• What you are asked to do
Your answer should be only the lines below from the one with "filename crates/beacon-store/src/fallback/table.rs" to the one with "let mut table = Self::default();", repeated exactly, ends included.

Stored entries
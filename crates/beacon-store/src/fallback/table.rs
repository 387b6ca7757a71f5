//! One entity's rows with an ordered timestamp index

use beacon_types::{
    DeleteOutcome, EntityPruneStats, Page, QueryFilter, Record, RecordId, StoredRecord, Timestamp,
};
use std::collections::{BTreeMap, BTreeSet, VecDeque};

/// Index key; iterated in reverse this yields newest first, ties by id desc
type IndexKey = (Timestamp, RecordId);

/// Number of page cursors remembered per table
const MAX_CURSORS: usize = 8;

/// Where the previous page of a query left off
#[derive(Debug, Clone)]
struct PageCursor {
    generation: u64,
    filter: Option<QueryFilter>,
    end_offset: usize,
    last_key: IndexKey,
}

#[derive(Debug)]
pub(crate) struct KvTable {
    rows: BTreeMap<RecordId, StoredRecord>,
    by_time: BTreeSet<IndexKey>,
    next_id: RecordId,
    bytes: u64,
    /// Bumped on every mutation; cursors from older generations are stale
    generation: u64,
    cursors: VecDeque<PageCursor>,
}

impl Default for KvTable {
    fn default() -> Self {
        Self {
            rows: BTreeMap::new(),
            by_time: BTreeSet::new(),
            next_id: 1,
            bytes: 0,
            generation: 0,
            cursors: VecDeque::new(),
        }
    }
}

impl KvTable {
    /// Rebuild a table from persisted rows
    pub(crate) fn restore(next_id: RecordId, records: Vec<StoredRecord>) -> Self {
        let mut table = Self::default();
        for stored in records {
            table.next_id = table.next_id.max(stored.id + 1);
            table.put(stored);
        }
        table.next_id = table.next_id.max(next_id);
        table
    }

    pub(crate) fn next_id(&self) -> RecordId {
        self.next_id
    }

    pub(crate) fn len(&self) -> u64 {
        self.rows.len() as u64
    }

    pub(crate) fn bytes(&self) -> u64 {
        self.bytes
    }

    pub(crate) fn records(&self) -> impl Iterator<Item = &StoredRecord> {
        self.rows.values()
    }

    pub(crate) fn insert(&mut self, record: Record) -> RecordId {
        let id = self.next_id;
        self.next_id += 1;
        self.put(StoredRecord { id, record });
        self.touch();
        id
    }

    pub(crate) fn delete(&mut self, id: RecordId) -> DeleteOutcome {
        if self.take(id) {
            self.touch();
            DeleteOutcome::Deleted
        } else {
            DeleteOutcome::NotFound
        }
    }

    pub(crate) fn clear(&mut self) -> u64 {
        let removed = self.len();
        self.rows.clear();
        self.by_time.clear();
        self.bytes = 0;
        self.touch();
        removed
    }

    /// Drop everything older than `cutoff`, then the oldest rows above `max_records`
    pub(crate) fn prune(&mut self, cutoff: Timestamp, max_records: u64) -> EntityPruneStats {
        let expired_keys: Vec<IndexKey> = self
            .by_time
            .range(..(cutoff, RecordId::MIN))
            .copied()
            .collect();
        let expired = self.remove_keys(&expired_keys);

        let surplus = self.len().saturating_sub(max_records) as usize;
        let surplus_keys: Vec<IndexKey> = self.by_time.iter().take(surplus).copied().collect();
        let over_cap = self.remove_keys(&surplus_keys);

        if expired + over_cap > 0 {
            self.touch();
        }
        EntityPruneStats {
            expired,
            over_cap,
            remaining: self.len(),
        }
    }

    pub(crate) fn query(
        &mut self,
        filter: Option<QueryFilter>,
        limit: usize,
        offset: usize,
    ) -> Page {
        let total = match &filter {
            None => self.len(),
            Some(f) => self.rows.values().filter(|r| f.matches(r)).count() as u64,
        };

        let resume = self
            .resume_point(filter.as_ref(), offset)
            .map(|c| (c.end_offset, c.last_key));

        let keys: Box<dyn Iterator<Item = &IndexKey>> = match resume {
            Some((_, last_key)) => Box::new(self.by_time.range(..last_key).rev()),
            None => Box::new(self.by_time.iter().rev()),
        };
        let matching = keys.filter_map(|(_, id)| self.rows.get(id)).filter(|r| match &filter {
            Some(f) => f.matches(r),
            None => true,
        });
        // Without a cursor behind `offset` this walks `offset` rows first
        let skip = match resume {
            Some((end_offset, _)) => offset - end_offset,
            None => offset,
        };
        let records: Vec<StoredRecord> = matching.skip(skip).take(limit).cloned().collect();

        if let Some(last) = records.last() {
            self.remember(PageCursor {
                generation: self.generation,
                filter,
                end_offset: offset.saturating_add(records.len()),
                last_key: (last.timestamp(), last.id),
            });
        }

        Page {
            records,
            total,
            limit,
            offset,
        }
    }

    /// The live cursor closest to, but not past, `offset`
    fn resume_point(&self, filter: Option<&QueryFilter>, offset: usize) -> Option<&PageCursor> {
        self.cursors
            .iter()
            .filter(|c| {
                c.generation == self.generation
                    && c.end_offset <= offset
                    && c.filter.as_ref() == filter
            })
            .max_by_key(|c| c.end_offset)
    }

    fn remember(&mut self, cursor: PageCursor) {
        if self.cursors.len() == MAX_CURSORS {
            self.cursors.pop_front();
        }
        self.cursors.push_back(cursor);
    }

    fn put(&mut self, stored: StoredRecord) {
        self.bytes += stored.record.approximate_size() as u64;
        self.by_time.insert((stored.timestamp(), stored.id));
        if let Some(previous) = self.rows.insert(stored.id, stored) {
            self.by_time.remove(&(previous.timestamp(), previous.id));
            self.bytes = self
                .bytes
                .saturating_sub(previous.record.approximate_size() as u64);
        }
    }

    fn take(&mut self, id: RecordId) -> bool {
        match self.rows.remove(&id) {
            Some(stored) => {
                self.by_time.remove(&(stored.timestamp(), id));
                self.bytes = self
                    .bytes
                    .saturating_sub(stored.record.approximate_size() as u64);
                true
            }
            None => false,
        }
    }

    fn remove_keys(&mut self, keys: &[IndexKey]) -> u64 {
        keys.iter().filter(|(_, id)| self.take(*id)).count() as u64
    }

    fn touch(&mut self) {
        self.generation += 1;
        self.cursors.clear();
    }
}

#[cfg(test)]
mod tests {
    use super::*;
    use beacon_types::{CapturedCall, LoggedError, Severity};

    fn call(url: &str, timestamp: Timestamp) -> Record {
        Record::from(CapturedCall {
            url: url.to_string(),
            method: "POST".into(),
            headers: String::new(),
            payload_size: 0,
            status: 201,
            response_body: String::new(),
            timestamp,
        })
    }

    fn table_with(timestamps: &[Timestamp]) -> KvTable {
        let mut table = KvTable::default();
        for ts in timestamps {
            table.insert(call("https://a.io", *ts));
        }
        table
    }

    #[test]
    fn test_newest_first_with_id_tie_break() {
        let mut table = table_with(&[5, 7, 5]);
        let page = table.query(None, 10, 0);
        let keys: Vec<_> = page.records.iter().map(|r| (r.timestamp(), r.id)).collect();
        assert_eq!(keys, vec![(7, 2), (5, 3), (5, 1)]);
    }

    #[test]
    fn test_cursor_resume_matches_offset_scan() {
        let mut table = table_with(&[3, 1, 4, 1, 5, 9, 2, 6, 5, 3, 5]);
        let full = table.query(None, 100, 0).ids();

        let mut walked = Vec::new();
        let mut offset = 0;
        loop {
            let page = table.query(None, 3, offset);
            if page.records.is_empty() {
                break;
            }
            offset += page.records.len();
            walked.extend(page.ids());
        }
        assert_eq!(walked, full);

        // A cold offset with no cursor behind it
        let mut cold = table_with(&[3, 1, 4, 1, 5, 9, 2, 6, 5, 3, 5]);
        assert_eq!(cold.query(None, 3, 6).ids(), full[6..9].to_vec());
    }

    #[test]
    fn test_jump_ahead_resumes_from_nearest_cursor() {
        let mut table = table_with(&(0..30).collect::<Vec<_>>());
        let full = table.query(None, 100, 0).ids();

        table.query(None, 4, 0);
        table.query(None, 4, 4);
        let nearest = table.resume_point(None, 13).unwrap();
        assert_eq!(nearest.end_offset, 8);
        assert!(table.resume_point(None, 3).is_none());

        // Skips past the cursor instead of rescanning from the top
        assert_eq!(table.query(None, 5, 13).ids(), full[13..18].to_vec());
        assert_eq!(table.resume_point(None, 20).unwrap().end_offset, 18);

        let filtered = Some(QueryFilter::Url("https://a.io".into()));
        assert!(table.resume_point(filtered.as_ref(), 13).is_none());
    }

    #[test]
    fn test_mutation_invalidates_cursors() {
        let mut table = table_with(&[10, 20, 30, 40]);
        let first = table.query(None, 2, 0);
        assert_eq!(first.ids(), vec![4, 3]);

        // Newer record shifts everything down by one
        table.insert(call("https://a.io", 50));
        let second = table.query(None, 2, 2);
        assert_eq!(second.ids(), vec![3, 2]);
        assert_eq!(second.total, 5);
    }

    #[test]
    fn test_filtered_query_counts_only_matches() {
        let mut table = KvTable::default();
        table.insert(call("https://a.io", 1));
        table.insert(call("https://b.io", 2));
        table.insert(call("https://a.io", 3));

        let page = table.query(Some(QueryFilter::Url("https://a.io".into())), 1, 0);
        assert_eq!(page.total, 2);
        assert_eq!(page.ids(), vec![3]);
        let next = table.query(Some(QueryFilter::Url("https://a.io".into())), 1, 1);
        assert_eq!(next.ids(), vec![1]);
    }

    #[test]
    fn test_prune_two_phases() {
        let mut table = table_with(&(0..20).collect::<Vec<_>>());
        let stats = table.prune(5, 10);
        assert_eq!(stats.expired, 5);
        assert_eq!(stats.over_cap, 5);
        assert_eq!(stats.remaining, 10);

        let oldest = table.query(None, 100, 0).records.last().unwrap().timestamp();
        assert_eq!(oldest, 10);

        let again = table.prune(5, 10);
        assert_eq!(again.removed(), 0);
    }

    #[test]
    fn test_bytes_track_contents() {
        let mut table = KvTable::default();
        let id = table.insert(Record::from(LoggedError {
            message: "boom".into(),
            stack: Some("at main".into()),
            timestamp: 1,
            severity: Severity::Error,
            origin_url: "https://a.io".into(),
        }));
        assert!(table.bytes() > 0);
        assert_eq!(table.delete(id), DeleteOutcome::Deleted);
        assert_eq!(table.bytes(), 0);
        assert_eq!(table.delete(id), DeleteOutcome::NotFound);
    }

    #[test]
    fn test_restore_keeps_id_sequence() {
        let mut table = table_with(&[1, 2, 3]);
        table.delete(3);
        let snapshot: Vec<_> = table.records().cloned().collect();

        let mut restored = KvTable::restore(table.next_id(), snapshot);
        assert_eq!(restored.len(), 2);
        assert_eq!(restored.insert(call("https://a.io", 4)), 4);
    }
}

--

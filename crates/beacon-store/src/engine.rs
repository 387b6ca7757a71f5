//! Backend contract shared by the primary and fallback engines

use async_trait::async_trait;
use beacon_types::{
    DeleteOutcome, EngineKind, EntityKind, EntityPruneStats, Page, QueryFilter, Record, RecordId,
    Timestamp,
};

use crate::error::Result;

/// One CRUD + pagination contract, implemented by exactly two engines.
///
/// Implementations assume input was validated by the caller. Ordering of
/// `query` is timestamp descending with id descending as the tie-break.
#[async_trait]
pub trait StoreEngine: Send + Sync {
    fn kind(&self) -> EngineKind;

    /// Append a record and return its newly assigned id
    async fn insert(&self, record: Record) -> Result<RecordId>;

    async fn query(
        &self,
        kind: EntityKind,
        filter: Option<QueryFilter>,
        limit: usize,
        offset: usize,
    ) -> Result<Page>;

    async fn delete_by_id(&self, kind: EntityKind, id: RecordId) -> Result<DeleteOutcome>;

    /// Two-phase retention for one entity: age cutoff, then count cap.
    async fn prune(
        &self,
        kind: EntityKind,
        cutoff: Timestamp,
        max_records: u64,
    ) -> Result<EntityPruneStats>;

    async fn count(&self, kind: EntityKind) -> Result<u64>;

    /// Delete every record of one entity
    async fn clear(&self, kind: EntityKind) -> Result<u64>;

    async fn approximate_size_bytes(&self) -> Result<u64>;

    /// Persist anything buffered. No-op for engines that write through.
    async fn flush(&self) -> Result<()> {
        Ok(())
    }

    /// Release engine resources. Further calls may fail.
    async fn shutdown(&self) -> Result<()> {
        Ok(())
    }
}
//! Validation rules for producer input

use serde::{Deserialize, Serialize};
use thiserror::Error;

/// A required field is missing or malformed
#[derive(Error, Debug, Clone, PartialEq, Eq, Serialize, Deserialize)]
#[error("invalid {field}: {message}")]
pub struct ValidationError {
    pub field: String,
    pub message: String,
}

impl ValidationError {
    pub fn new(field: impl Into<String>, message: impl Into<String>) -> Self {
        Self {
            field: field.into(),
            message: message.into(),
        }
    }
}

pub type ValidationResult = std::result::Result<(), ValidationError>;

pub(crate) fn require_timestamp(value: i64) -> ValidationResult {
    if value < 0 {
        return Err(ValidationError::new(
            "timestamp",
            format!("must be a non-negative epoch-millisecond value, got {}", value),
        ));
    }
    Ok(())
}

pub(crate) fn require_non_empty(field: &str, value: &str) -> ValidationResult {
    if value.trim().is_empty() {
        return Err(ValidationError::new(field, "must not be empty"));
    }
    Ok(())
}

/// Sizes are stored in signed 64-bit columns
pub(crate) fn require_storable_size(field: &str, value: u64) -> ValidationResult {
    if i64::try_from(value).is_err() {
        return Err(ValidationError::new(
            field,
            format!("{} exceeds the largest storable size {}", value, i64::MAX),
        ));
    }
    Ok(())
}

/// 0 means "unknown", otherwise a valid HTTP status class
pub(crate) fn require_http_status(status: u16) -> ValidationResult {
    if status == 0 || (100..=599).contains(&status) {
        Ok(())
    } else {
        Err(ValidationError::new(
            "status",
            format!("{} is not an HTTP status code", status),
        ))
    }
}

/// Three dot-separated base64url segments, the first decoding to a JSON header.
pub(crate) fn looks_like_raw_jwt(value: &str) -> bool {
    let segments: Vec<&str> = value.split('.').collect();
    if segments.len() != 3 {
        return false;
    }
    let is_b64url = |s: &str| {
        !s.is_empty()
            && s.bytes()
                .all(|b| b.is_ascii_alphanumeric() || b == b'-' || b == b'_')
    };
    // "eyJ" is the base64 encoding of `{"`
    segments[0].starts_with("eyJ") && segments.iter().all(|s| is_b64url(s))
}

• Result for this exercise
filename crates/beacon-store/src/fallback/table.rs
repository 387b6ca7757a71f5
//! One entity's rows with an ordered timestamp index

use beacon_types::{
    DeleteOutcome, EntityPruneStats, Page, QueryFilter, Record, RecordId, StoredRecord, Timestamp,
};
use std::collections::{BTreeMap, BTreeSet, VecDeque};

/// Index key; iterated in reverse this yields newest first, ties by id desc
type IndexKey = (Timestamp, RecordId);

/// Number of page cursors remembered per table
const MAX_CURSORS: usize = 8;

/// Where the previous page of a query left off
#[derive(Debug, Clone)]
struct PageCursor {
    generation: u64,
    filter: Option<QueryFilter>,
    end_offset: usize,
    last_key: IndexKey,
}

#[derive(Debug)]
pub(crate) struct KvTable {
    rows: BTreeMap<RecordId, StoredRecord>,
    by_time: BTreeSet<IndexKey>,
    next_id: RecordId,
    bytes: u64,
    /// Bumped on every mutation; cursors from older generations are stale
    generation: u64,
    cursors: VecDeque<PageCursor>,
}

impl Default for KvTable {
    fn default() -> Self {
        Self {
            rows: BTreeMap::new(),
            by_time: BTreeSet::new(),
            next_id: 1,
            bytes: 0,
            generation: 0,
            cursors: VecDeque::new(),
        }
    }
}

impl KvTable {
    /// Rebuild a table from persisted rows
    pub(crate) fn restore(next_id: RecordId, records: Vec<StoredRecord>) -> Self {
        let mut table = Self::default();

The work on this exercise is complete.